Asus was one of the earlier players who had entered into an agreement with Microsoft regarding the software-maker’s Windows Phone 7 mobile operating system. However, since the platform had debuted late last year, consumer handsets from Asus are nowhere to be found–the company’s first batch of 500,000 Asus-branded Windows Phone 7 handsets had been sent for engineering test at Microsoft and to early developers behind Windows Phone 7. Fast forward a few months, and the company is now saying that it is re-evaluating where it stands, and that it is waiting for the right timing to release a Windows Phone 7 device to the market: “We figured that one year later, Windows Phone 7 should be in very good shape.”
In an interview at Mobile World Congress, Benson Lin for Asus’s mobile unit, says that the company was pre-occupied with other initiatives at the time that Windows Phone 7 debuted, and that Asus didn’t have strong carrier commitments. “We came up with a first-generation product on Windows Phone 7 that we could have gone to market with,” Lin says, but the company “didn’t have the bandwidth” to support a new platform. At the time, Asus was tied up in an agreement with Garmin to manufacture Android-based navigation phones.
Given recent interest in Windows Phone 7 again–Nokia had recently inked a deal with Microsoft to bring Windows Phone 7 to Nokia hardware, overshadowing the company’s prior commitment to the Symbian operating system–Asus may try again soon and will be evaluating interest from carriers and operators at Mobile World Congress.
Asus’s wait and see approach may not be a bad strategy at all. Given that Windows Phone 7 was basically rushed to market, and was missing key features–such as copy and paste–and Microsoft is still trying to grow its catalog of third-party apps for the platform, by the time Asus jumps in, the platform may be mature enough to make a meaningful impact. “We figured that one year later, Windows Phone 7 should be in very good shape,” says Lin, but he also added that “the operator voice will be the key factor to think of in our Windows Phone 7 strategy.”

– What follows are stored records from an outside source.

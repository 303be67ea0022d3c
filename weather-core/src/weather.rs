use crate::{
    http::HttpError,
    model::{WeatherData, WeatherSearchParams},
    weather::weatherapi::WeatherApiProvider,
};
use async_trait::async_trait;
use std::fmt::Debug;

pub mod weatherapi;

/// A weather backend behind the canonical `WeatherData` schema.
#[async_trait]
pub trait WeatherProvider: Send + Sync + Debug {
    /// Current conditions plus the single-day hourly forecast.
    ///
    /// The current-conditions request is issued first; when it fails the
    /// forecast request is never attempted.
    async fn weather_data(&self, params: &WeatherSearchParams) -> anyhow::Result<WeatherData>;

    /// Current conditions only (`forecast` left empty).
    async fn current_weather(&self, params: &WeatherSearchParams) -> anyhow::Result<WeatherData>;
}

/// Construct the adapter for a configured provider name.
///
/// Pure function of its inputs: an unsupported name fails here, before any
/// network activity, and nothing is cached between calls.
pub fn create(provider: &str, api_key: &str) -> anyhow::Result<Box<dyn WeatherProvider>> {
    match provider {
        "weatherapi" => Ok(Box::new(WeatherApiProvider::new(api_key))),
        other => Err(anyhow::anyhow!("Unsupported weather provider: {other}")),
    }
}

/// Shared policy turning transport failures into domain-meaningful weather
/// errors. Each weather adapter funnels its own transport failures through
/// this before surfacing them; LLM adapters do not use it.
pub(crate) fn translate_transport_error(err: HttpError) -> anyhow::Error {
    match err.status() {
        Some(400) | Some(404) => anyhow::anyhow!("Location not found"),
        Some(401) => anyhow::anyhow!("Invalid API key"),
        Some(502) => anyhow::anyhow!("Service unavailable. Try again later"),
        // Every transport failure carries a message, so it passes through.
        _ => anyhow::anyhow!(err.to_string()),
    }
}

#[cfg(test)]
mod tests {
    use super::*;

    #[test]
    fn supported_provider_is_constructed() {
        let provider = create("weatherapi", "test-key");
        assert!(provider.is_ok());
    }

    #[test]
    fn unsupported_provider_fails_before_any_network_activity() {
        for name in ["openweather", "accuweather", "", "WeatherAPI"] {
            let err = create(name, "test-key").unwrap_err();
            assert_eq!(err.to_string(), format!("Unsupported weather provider: {name}"));
        }
    }

    #[test]
    fn bad_request_and_not_found_translate_to_location_not_found() {
        for status in [400, 404] {
            let err = translate_transport_error(HttpError::Status {
                status,
                reason: String::new(),
            });
            assert_eq!(err.to_string(), "Location not found");
        }
    }

    #[test]
    fn unauthorized_translates_to_invalid_api_key() {
        let err = translate_transport_error(HttpError::Status {
            status: 401,
            reason: "Unauthorized".to_string(),
        });
        assert_eq!(err.to_string(), "Invalid API key");
    }

    #[test]
    fn bad_gateway_translates_to_service_unavailable() {
        let err = translate_transport_error(HttpError::Status {
            status: 502,
            reason: "Bad Gateway".to_string(),
        });
        assert_eq!(err.to_string(), "Service unavailable. Try again later");
    }

    #[test]
    fn other_statuses_pass_the_original_message_through() {
        let err = translate_transport_error(HttpError::Status {
            status: 500,
            reason: "Internal Server Error".to_string(),
        });
        assert_eq!(err.to_string(), "HTTP Error: 500 Internal Server Error");
    }
}
use crate::{
    llm::openai::OpenAiProvider,
    model::{AiResponse, WeatherData},
};
use async_trait::async_trait;
use std::fmt::Debug;

pub mod openai;

/// An LLM backend that turns a weather snapshot into a short suggestion.
#[async_trait]
pub trait LlmProvider: Send + Sync + Debug {
    async fn ai_suggestion(&self, weather: &WeatherData) -> anyhow::Result<AiResponse>;
}

/// Construct the adapter for a configured LLM provider name.
///
/// Same contract as the weather factory: unsupported names fail before any
/// network activity, and nothing is cached between calls.
pub fn create(provider: &str, api_key: &str) -> anyhow::Result<Box<dyn LlmProvider>> {
    match provider {
        "openai" => Ok(Box::new(OpenAiProvider::new(api_key))),
        other => Err(anyhow::anyhow!("Unsupported llm provider: {other}")),
    }
}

When–and if–Asus does hop back into the Windows Phone 7 arena, it won’t be releasing phones with the old prototype hardware designs that were released as engineering samples and developer hardware platform. Like Nokia, Asus will attempt to differentiate its offerings with new UIs and new hardware.
A year later, and hopefully after Microsoft releases a few software updates to add some new, core features, it looks like Windows Phone 7 is now starting to mature to play against the big boys of mobile.